Retype all the data word for word.

[Input — start]

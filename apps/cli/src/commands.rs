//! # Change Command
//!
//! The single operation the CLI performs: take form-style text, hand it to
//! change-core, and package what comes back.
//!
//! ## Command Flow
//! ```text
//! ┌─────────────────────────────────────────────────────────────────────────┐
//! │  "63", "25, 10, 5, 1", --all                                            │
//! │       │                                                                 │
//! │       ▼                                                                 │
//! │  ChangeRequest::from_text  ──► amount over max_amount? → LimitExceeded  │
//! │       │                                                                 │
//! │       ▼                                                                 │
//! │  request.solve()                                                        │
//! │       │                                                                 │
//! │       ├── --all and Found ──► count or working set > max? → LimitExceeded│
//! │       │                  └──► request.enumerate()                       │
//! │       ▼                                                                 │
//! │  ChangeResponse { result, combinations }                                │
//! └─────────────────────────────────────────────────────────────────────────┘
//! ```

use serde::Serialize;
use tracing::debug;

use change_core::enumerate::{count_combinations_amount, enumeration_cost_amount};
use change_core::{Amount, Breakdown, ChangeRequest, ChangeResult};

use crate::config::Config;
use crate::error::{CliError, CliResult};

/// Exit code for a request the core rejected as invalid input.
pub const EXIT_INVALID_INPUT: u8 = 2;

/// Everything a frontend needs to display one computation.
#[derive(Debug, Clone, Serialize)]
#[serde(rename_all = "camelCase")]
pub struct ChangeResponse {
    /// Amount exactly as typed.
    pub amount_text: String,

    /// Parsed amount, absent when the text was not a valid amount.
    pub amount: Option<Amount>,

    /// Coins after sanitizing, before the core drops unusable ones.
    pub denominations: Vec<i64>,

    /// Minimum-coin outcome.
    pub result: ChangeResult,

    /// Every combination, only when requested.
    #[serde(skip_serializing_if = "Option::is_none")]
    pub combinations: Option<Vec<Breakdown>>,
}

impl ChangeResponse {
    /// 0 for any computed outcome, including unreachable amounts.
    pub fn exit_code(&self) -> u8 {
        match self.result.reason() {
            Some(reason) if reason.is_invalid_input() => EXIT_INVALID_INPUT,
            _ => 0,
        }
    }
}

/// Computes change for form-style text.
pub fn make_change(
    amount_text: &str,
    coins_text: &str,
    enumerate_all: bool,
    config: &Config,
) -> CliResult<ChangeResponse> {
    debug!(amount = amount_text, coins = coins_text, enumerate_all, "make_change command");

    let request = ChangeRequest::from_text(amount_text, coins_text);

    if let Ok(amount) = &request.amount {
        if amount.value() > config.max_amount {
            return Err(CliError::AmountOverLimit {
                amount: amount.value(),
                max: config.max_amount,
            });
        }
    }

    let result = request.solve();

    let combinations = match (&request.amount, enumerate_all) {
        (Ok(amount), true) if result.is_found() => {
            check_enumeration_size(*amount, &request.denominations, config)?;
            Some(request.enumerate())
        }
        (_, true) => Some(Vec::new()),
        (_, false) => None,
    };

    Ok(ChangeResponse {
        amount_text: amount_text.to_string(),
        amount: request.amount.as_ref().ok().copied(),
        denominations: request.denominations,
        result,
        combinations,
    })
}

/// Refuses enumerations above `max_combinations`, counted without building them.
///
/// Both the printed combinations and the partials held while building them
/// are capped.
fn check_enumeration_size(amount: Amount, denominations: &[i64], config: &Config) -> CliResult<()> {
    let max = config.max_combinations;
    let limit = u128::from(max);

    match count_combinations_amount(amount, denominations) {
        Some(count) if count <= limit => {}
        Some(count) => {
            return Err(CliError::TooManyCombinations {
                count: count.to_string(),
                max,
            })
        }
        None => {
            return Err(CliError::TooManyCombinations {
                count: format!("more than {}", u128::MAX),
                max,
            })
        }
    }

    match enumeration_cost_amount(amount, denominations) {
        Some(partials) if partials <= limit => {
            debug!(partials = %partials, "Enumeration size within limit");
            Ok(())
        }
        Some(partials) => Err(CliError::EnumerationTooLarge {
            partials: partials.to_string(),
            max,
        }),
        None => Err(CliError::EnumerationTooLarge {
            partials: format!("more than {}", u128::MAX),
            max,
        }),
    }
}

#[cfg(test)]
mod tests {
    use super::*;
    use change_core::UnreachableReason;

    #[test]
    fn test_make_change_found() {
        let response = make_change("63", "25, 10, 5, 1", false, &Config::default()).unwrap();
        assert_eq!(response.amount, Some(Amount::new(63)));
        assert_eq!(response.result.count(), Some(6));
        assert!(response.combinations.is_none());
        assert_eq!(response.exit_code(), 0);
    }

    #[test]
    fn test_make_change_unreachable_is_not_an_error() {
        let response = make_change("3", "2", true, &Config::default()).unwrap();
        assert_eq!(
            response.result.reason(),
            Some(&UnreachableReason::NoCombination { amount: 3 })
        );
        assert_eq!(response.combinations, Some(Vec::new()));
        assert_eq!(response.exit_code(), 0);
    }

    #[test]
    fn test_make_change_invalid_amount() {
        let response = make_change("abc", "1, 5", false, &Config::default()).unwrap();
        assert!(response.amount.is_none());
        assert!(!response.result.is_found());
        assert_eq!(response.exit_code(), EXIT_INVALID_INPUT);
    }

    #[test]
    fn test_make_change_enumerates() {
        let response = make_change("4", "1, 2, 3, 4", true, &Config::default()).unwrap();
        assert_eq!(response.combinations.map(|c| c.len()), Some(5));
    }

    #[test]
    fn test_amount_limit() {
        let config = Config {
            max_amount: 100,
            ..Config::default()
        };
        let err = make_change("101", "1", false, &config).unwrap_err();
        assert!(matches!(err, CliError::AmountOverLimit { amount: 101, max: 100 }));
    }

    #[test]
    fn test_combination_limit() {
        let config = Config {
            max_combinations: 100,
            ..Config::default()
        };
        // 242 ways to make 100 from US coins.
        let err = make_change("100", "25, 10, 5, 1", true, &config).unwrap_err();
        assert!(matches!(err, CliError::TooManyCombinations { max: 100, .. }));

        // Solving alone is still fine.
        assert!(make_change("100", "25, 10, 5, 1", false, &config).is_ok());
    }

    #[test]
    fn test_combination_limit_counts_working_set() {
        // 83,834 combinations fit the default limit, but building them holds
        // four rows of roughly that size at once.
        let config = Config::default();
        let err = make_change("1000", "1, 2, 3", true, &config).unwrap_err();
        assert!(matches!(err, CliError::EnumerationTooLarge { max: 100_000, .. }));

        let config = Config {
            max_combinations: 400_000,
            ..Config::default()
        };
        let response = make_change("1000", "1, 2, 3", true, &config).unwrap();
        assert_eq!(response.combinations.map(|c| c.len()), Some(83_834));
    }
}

[Input — finish]

> **Exercise solution**:
filename apps/cli/src/commands.rs
//! # Change Command
//!
//! The single operation the CLI performs: take form-style text, hand it to
//! change-core, and package what comes back.
//!
//! ## Command Flow
//! ```text
//! ┌─────────────────────────────────────────────────────────────────────────┐
//! │  "63", "25, 10, 5, 1", --all                                            │
//! │       │                                                                 │
//! │       ▼                                                                 │
//! │  ChangeRequest::from_text  ──► amount over max_amount? → LimitExceeded  │
//! │       │                                                                 │
//! │       ▼                                                                 │
//! │  request.solve()                                                        │
//! │       │                                                                 │
//! │       ├── --all and Found ──► count or working set > max? → LimitExceeded│
//! │       │                  └──► request.enumerate()                       │
//! │       ▼                                                                 │
//! │  ChangeResponse { result, combinations }                                │
//! └─────────────────────────────────────────────────────────────────────────┘
//! ```

use serde::Serialize;
use tracing::debug;

use change_core::enumerate::{count_combinations_amount, enumeration_cost_amount};
use change_core::{Amount, Breakdown, ChangeRequest, ChangeResult};

use crate::config::Config;
use crate::error::{CliError, CliResult};

/// Exit code for a request the core rejected as invalid input.
pub const EXIT_INVALID_INPUT: u8 = 2;

/// Everything a frontend needs to display one computation.
#[derive(Debug, Clone, Serialize)]
#[serde(rename_all = "camelCase")]
pub struct ChangeResponse {
    /// Amount exactly as typed.
    pub amount_text: String,

    /// Parsed amount, absent when the text was not a valid amount.
    pub amount: Option<Amount>,

    /// Coins after sanitizing, before the core drops unusable ones.
    pub denominations: Vec<i64>,

    /// Minimum-coin outcome.
    pub result: ChangeResult,

    /// Every combination, only when requested.
    #[serde(skip_serializing_if = "Option::is_none")]
    pub combinations: Option<Vec<Breakdown>>,
}

impl ChangeResponse {
    /// 0 for any computed outcome, including unreachable amounts.
    pub fn exit_code(&self) -> u8 {
        match self.result.reason() {
            Some(reason) if reason.is_invalid_input() => EXIT_INVALID_INPUT,
            _ => 0,
        }
    }
}

/// Computes change for form-style text.
pub fn make_change(
    amount_text: &str,
    coins_text: &str,
    enumerate_all: bool,
    config: &Config,
) -> CliResult<ChangeResponse> {
    debug!(amount = amount_text, coins = coins_text, enumerate_all, "make_change command");

    let request = ChangeRequest::from_text(amount_text, coins_text);

    if let Ok(amount) = &request.amount {
        if amount.value() > config.max_amount {
            return Err(CliError::AmountOverLimit {
                amount: amount.value(),
                max: config.max_amount,
            });
        }
    }

    let result = request.solve();

    let combinations = match (&request.amount, enumerate_all) {
        (Ok(amount), true) if result.is_found() => {
            check_enumeration_size(*amount, &request.denominations, config)?;
            Some(request.enumerate())
        }
        (_, true) => Some(Vec::new()),
        (_, false) => None,
    };

    Ok(ChangeResponse {
        amount_text: amount_text.to_string(),
        amount: request.amount.as_ref().ok().copied(),
        denominations: request.denominations,
        result,
        combinations,
    })
}

/// Refuses enumerations above `max_combinations`, counted without building them.
///
/// Both the printed combinations and the partials held while building them
/// are capped.
fn check_enumeration_size(amount: Amount, denominations: &[i64], config: &Config) -> CliResult<()> {
    let max = config.max_combinations;
    let limit = u128::from(max);

    match count_combinations_amount(amount, denominations) {
        Some(count) if count <= limit => {}
        Some(count) => {
            return Err(CliError::TooManyCombinations {
                count: count.to_string(),
                max,
            })
        }
        None => {
            return Err(CliError::TooManyCombinations {
                count: format!("more than {}", u128::MAX),
                max,
            })
        }
    }

    match enumeration_cost_amount(amount, denominations) {
        Some(partials) if partials <= limit => {
            debug!(partials = %partials, "Enumeration size within limit");
            Ok(())
        }
        Some(partials) => Err(CliError::EnumerationTooLarge {
            partials: partials.to_string(),
            max,
        }),
        None => Err(CliError::EnumerationTooLarge {
            partials: format!("more than {}", u128::MAX),
            max,
        }),
    }
}

#[cfg(test)]
mod tests {
    use super::*;
    use change_core::UnreachableReason;

    #[test]
    fn test_make_change_found() {
        let response = make_change("63", "25, 10, 5, 1", false, &Config::default()).unwrap();
        assert_eq!(response.amount, Some(Amount::new(63)));
        assert_eq!(response.result.count(), Some(6));
        assert!(response.combinations.is_none());
        assert_eq!(response.exit_code(), 0);
    }

    #[test]
    fn test_make_change_unreachable_is_not_an_error() {
        let response = make_change("3", "2", true, &Config::default()).unwrap();
        assert_eq!(
            response.result.reason(),
            Some(&UnreachableReason::NoCombination { amount: 3 })
        );
        assert_eq!(response.combinations, Some(Vec::new()));
        assert_eq!(response.exit_code(), 0);
    }

    #[test]
    fn test_make_change_invalid_amount() {
        let response = make_change("abc", "1, 5", false, &Config::default()).unwrap();
        assert!(response.amount.is_none());
        assert!(!response.result.is_found());
        assert_eq!(response.exit_code(), EXIT_INVALID_INPUT);
    }

    #[test]
    fn test_make_change_enumerates() {
        let response = make_change("4", "1, 2, 3, 4", true, &Config::default()).unwrap();
        assert_eq!(response.combinations.map(|c| c.len()), Some(5));
    }

    #[test]
    fn test_amount_limit() {
        let config = Config {
            max_amount: 100,
            ..Config::default()
        };
        let err = make_change("101", "1", false, &config).unwrap_err();
        assert!(matches!(err, CliError::AmountOverLimit { amount: 101, max: 100 }));
    }

    #[test]
    fn test_combination_limit() {
        let config = Config {
            max_combinations: 100,
            ..Config::default()
        };
        // 242 ways to make 100 from US coins.
        let err = make_change("100", "25, 10, 5, 1", true, &config).unwrap_err();
        assert!(matches!(err, CliError::TooManyCombinations { max: 100, .. }));

        // Solving alone is still fine.
        assert!(make_change("100", "25, 10, 5, 1", false, &config).is_ok());
    }

    #[test]
    fn test_combination_limit_counts_working_set() {
        // 83,834 combinations fit the default limit, but building them holds
        // four rows of roughly that size at once.
        let config = Config::default();
        let err = make_change("1000", "1, 2, 3", true, &config).unwrap_err();
        assert!(matches!(err, CliError::EnumerationTooLarge { max: 100_000, .. }));

        let config = Config {
            max_combinations: 400_000,
            ..Config::default()
        };
        let response = make_change("1000", "1, 2, 3", true, &config).unwrap();
        assert_eq!(response.combinations.map(|c| c.len()), Some(83_834));
    }
}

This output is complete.